On June 16, 1963, sixty years ago to the day, a Russian cosmonaut, Valentina Tereshkova, then aged 26, became the first woman to go into space. The young pilot and parachutist completed 48 orbits around the Earth in 70 hours during the Vostok-6 mission.

She remains today the youngest woman to have conquered space and the only woman to have carried out a space mission alone. Since then, the growth in the size of the vessels has made it possible to accommodate a crew of two to three people.

It took nineteen years for another woman, Soviet Svetlana Savitskaya, to return to space, joining the Salyut-7 space station for four months in 1982. And it was not until 1983 that a woman of another nationality will take the leap into the void.

► Sally Ride, the American

At the beginning of the space conquest, in the 1960s, several American women passed the astronaut selection process. However, the astronauts then had to be military test pilots. This career not being open to them, women saw themselves de facto disqualified.

The American Sally Ride is therefore the first American woman to board a rocket leaving for space in 1983. An astrophysicist by training, she worked at Stanford University, then at the University of California in San Diego. The young astronaut made her first flight from June 18 to 24, 1983 aboard the space shuttle Challenger.
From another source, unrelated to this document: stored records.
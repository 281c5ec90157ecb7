//! SQL value types for parameter binding and introspection rows.

use chrono::{NaiveDate, NaiveDateTime};
use rust_decimal::Decimal;
use uuid::Uuid;

use crate::error::{MigrateError, Result};

/// SQL value enum for type-safe parameter binding and catalog row handling.
///
/// Values are always owned: the engine binds a handful of parameters per
/// statement and reads small catalog result sets, so zero-copy buffers
/// would buy nothing here.
#[derive(Debug, Clone, PartialEq)]
pub enum SqlValue {
    /// NULL value.
    Null,

    /// Boolean value.
    Bool(bool),

    /// 16-bit signed integer (smallint).
    I16(i16),

    /// 32-bit signed integer (int).
    I32(i32),

    /// 64-bit signed integer (bigint).
    I64(i64),

    /// 64-bit floating point (double precision).
    F64(f64),

    /// Text/string data.
    Text(String),

    /// Binary data.
    Bytes(Vec<u8>),

    /// UUID/GUID value.
    Uuid(Uuid),

    /// Decimal value with arbitrary precision.
    Decimal(Decimal),

    /// Date without time component.
    Date(NaiveDate),

    /// Timestamp without timezone.
    DateTime(NaiveDateTime),
}

impl SqlValue {
    /// Check if this value is NULL.
    #[must_use]
    pub fn is_null(&self) -> bool {
        matches!(self, SqlValue::Null)
    }

    /// Interpret the value as an integer, widening smaller integer types.
    pub fn as_i64(&self) -> Option<i64> {
        match self {
            SqlValue::I16(v) => Some(*v as i64),
            SqlValue::I32(v) => Some(*v as i64),
            SqlValue::I64(v) => Some(*v),
            _ => None,
        }
    }

    /// Interpret the value as text.
    pub fn as_str(&self) -> Option<&str> {
        match self {
            SqlValue::Text(v) => Some(v),
            _ => None,
        }
    }
}

impl From<bool> for SqlValue {
    fn from(v: bool) -> Self {
        SqlValue::Bool(v)
    }
}

impl From<i16> for SqlValue {
    fn from(v: i16) -> Self {
        SqlValue::I16(v)
    }
}

impl From<i32> for SqlValue {
    fn from(v: i32) -> Self {
        SqlValue::I32(v)
    }
}

impl From<i64> for SqlValue {
    fn from(v: i64) -> Self {
        SqlValue::I64(v)
    }
}

impl From<f64> for SqlValue {
    fn from(v: f64) -> Self {
        SqlValue::F64(v)
    }
}

impl From<String> for SqlValue {
    fn from(v: String) -> Self {
        SqlValue::Text(v)
    }
}

impl From<&str> for SqlValue {
    fn from(v: &str) -> Self {
        SqlValue::Text(v.to_string())
    }
}

impl From<Vec<u8>> for SqlValue {
    fn from(v: Vec<u8>) -> Self {
        SqlValue::Bytes(v)
    }
}

impl From<Uuid> for SqlValue {
    fn from(v: Uuid) -> Self {
        SqlValue::Uuid(v)
    }
}

impl From<Decimal> for SqlValue {
    fn from(v: Decimal) -> Self {
        SqlValue::Decimal(v)
    }
}

impl From<NaiveDate> for SqlValue {
    fn from(v: NaiveDate) -> Self {
        SqlValue::Date(v)
    }
}

impl From<NaiveDateTime> for SqlValue {
    fn from(v: NaiveDateTime) -> Self {
        SqlValue::DateTime(v)
    }
}

/// A single result row from a catalog query.
///
/// Columns are positional; the introspection layer knows the shape of the
/// queries it issues.
#[derive(Debug, Clone, Default)]
pub struct Row {
    values: Vec<SqlValue>,
}

impl Row {
    /// Create a row from its column values.
    pub fn new(values: Vec<SqlValue>) -> Self {
        Self { values }
    }

    /// Number of columns in the row.
    #[must_use]
    pub fn len(&self) -> usize {
        self.values.len()
    }

    /// Check if the row has no columns.
    #[must_use]
    pub fn is_empty(&self) -> bool {
        self.values.is_empty()
    }

    /// Get a column value by position.
    pub fn get(&self, index: usize) -> Option<&SqlValue> {
        self.values.get(index)
    }

    /// Get a text column by position.
    ///
    /// # Errors
    ///
    /// Returns a configuration error when the column is missing or not text;
    /// catalog queries have fixed shapes, so a mismatch means the dialect's
    /// query and parser disagree.
    pub fn get_str(&self, index: usize) -> Result<&str> {
        self.values
            .get(index)
            .and_then(SqlValue::as_str)
            .ok_or_else(|| {
                MigrateError::Config(format!("catalog row has no text column at position {index}"))
            })
    }

    /// Get an integer column by position. NULL reads as zero, matching how
    /// catalog views report absent precision/scale.
    pub fn get_i64(&self, index: usize) -> Result<i64> {
        match self.values.get(index) {
            Some(SqlValue::Null) | None => Ok(0),
            Some(v) => v.as_i64().ok_or_else(|| {
                MigrateError::Config(format!(
                    "catalog row has no integer column at position {index}"
                ))
            }),
        }
    }
}

impl From<Vec<SqlValue>> for Row {
    fn from(values: Vec<SqlValue>) -> Self {
        Self::new(values)
    }
}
It was the beginning of an era of great female space firsts, most of which we owe to NASA: the first African-American astronaut, Mae Jeminson, in 1992; the first space shuttle commander, Eileen Collins, in 1999; the first commander of the International Space Station (ISS), Peggy Whitson, in 2007.

► Claudie André-Deshays, the first (and last) French

On August 17, 1996, Claudie André-Deshays (now Haigneré) took off for a 16-day stay aboard the Russian orbital station Mir. As part of the Franco-Russian Cassiopée mission, she carried out numerous medico-physiological, technical and biological experiments.

The young scientist is the only Frenchwoman to have found herself in orbit out of the ten astronauts who have already represented France in space. She is also the first European woman to orbit the Earth. In January 2001, she became the first French astronaut to join the International Space Station.

► Rayyanah Barnawi, latest, first Saudi

The latest and a first. Astronaut Rayyanah Barnawi blasted off on May 21, 2023 in the SpaceX private commercial mission Crew Dragon Freedom capsule to dock with the ISS for ten days. At his side, another Saudi, Ali Alqarni, and two Americans, Peggy Whitson and John Shoffner.

The biomedical researcher served as a mission specialist, a position assigned to medical tests or technical questions. The Saudi astronaut therefore participated in several scheduled experiments, particularly on human health and physiology.

The conquest of space by women continues. As part of the Artemis program, which aims to return to the moon (and beyond), NASA has announced that among the seventeen astronauts selected for the missions, nine are women.